Anne Will |
From a distance, this is small potatoes stuff. But the fact that one more difference between
straight married couples and couples in registered partnerships has been
eliminated is no small thing. It has to
do with critical mass. A straw that
breaks the camel’s back of resistance to full and equal rights for gay people. It has unleashed a flood of demands that the
Bundestag, controlled largely by Angela Merkel’s conservative union parties,
follow through and eliminate the rest of the barriers to full equality. Specifically, gay couples cannot adopt as a
couple. Only one partner’s name goes on
the adoption papers. If that partner
dies, the child belongs to nobody. Next stop, full adoption rights for both
members of a gay partnership.
This trajectory was played out this month on two of
Germany’s most popular talk shows, one of which is hosted by Anne Will. (I’ll get to the other later, if I can.) Far more earnest than Oprah or Ellen on a
number of occasions, she has the intelligence of Bill Maher without the sharp
tongue. She takes on the kinds of topics
you might find on Charlie Rose, but keeps a panel discussion format which
invites lively, sometimes angry, debate, the kind of discussions you can really
sink your teeth into. When she gets a
group of panelists together, she knows how to pick them.

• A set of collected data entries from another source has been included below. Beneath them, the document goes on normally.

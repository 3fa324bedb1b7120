//! # Rendering Module
//!
//! Turns [`NoteView`]s into terminal text. Which parts of a note are marked
//! is decided by the library's highlight tokens; this module only decides
//! how a token looks.
//!
//! With color, matches are painted and removed text is struck through. When
//! colors are off (pipes, `NO_COLOR`), markers stand in: `**match**` and
//! `~~removed~~`.

use super::styles::{INDEX, MATCH, REMOVED, TIME};
use chrono::{DateTime, Utc};
use jotter::api::{NoteBody, NoteView};
use jotter::highlight::Token;
use unicode_width::{UnicodeWidthChar, UnicodeWidthStr};

pub const LINE_WIDTH: usize = 100;
pub const TIME_WIDTH: usize = 14;
const BODY_INDENT: &str = "      ";

pub fn render_note_list(views: &[NoteView], use_color: bool) -> String {
    render_note_list_at(views, use_color, Utc::now())
}

fn render_note_list_at(views: &[NoteView], use_color: bool, now: DateTime<Utc>) -> String {
    if views.is_empty() {
        return "No notes found.\n".to_string();
    }

    let mut out = String::new();
    for (i, view) in views.iter().enumerate() {
        let idx = format!("{:>3}. ", i + 1);
        let time = format_time_ago(view.created_at, now);
        let available = LINE_WIDTH.saturating_sub(idx.width() + TIME_WIDTH);

        let headline = match &view.body {
            NoteBody::Summary(line) => truncate_to_width(line, available),
            NoteBody::Lines(_) => truncate_to_width(&view.id, available),
        };
        let padding = " ".repeat(available.saturating_sub(headline.width()));

        out.push_str(&paint(&INDEX, &idx, use_color));
        out.push_str(&headline);
        out.push_str(&padding);
        out.push_str(&paint(&TIME, &time, use_color));
        out.push('\n');

        if let NoteBody::Lines(lines) = &view.body {
            for line in lines {
                out.push_str(BODY_INDENT);
                out.push_str(&render_tokens(line, use_color));
                out.push('\n');
            }
        }
    }
    out
}

pub fn render_tokens(tokens: &[Token], use_color: bool) -> String {
    tokens
        .iter()
        .map(|token| match token {
            Token::Text(s) => s.clone(),
            Token::Highlight(s) if use_color => paint(&MATCH, s, true),
            Token::Highlight(s) => format!("**{}**", s),
            Token::Strike(s) if use_color => paint(&REMOVED, s, true),
            Token::Strike(s) => format!("~~{}~~", s),
        })
        .collect()
}

fn paint(style: &console::Style, text: &str, use_color: bool) -> String {
    if use_color {
        style.apply_to(text).force_styling(true).to_string()
    } else {
        text.to_string()
    }
}

fn truncate_to_width(s: &str, max_width: usize) -> String {
    if s.width() <= max_width {
        return s.to_string();
    }

    let mut result = String::new();
    let mut current_width = 0;
    for c in s.chars() {
        let char_width = c.width().unwrap_or(0);
        if current_width + char_width > max_width.saturating_sub(1) {
            break;
        }
        result.push(c);
        current_width += char_width;
    }
    result.push('…');
    result
}

fn format_time_ago(timestamp: DateTime<Utc>, now: DateTime<Utc>) -> String {
    let duration = now.signed_duration_since(timestamp);
    let formatter = timeago::Formatter::new();
    let time_str = formatter.convert(duration.to_std().unwrap_or_default());
    format!("{:>width$}", time_str, width = TIME_WIDTH)
}

#[cfg(test)]
mod tests {
    use super::*;
    use chrono::Duration;

    fn view(id: &str, body: NoteBody, created_at: DateTime<Utc>) -> NoteView {
        NoteView {
            id: id.into(),
            created_at,
            body,
        }
    }

    #[test]
    fn empty_list_message() {
        assert_eq!(render_note_list(&[], false), "No notes found.\n");
    }

    #[test]
    fn plain_markers_without_color() {
        let tokens = vec![
            Token::Text("a ".into()),
            Token::Strike("cat".into()),
            Token::Highlight("dog".into()),
        ];
        assert_eq!(render_tokens(&tokens, false), "a ~~cat~~**dog**");
    }

    #[test]
    fn colored_tokens_carry_escape_codes() {
        let out = render_tokens(&[Token::Highlight("cat".into())], true);
        assert!(out.contains("cat"));
        assert!(out.contains('\u{1b}'));
    }

    #[test]
    fn summary_rows_are_fixed_width() {
        let now = Utc::now();
        let views = vec![
            view("n1", NoteBody::Summary("Groceries".into()), now - Duration::hours(2)),
            view("n2", NoteBody::Summary("Ideas".into()), now - Duration::days(3)),
        ];
        let out = render_note_list_at(&views, false, now);
        let rows: Vec<_> = out.lines().collect();
        assert_eq!(rows.len(), 2);
        assert!(rows[0].starts_with("  1. Groceries"));
        assert!(rows[0].ends_with("2 hours ago"));
        assert!(rows[1].starts_with("  2. Ideas"));
        assert!(rows.iter().all(|r| r.width() == LINE_WIDTH));
    }

    #[test]
    fn highlighted_notes_list_each_line() {
        let now = Utc::now();
        let views = vec![view(
            "n7",
            NoteBody::Lines(vec![
                vec![Token::Text("title".into())],
                vec![Token::Text("buy ".into()), Token::Highlight("cat".into())],
            ]),
            now,
        )];
        let out = render_note_list_at(&views, false, now);
        let rows: Vec<_> = out.lines().collect();
        assert_eq!(rows.len(), 3);
        assert!(rows[0].starts_with("  1. n7"));
        assert_eq!(rows[1], "      title");
        assert_eq!(rows[2], "      buy **cat**");
    }

    #[test]
    fn long_summaries_are_truncated() {
        let long = "x".repeat(200);
        let truncated = truncate_to_width(&long, 10);
        assert_eq!(truncated.width(), 10);
        assert!(truncated.ends_with('…'));
    }
}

Her latest program, on June 12, addressed the Constitutional (Supreme) Court decision on income averaging and went beyond. The program’s title, “Same sex rights for
Gays – is marriage no longer sacred?” was clearly designed to bring in the
broadest possible audience. The actual debate was more serious and more
substantial than the popular press title might suggest. It laid bare where the lines are not between
the conservatives and the liberals, but the way in which changes of attitude
and policy are taking place within the conservative camp. Unlike in America, where moderate Republicans
have almost disappeared and “conservative” refers to right-wing politics and a
party in thrall to extremists, German so-called Conservatives – the CDU/CSU and
the FDP, the Free Democratic Party – are themselves split. FDP leader and Vice Chancellor, Philip Rösler, speaking for the FDP, threw
his full support behind the decision along with Justice Minister Sabine
Leutheusser-Schnarrenberger (all ten syllables of her) in urging full
adoption rights for gays and lesbians. And so did “the Wild Thirteen” – a group
of progressive members of the CDU.
Couples in registered partnerships can now average their
incomes, a right held until now only by married couples. And there’s icing on the cake. The law will be retroactive back to August 1,
2001. For couples where one partner works and
earns an income which puts him/her in a high income tax bracket, and the other
partner earns little or nothing, this can turn out to be a considerable
savings. Single people might argue that
this support for marriage is unfair, but in reality there is consensus that
marriage as an institution should be supported, so there’s no chance of
eliminating this marriage advantage. The
only question is who gets it. Extending
it to gays and lesbians in registered partnerships makes sense if you consider their
relationships worth supporting. If you
don’t, you see only the loss to the national treasury, even though it involves
only one-tenth of one percent of all German couples.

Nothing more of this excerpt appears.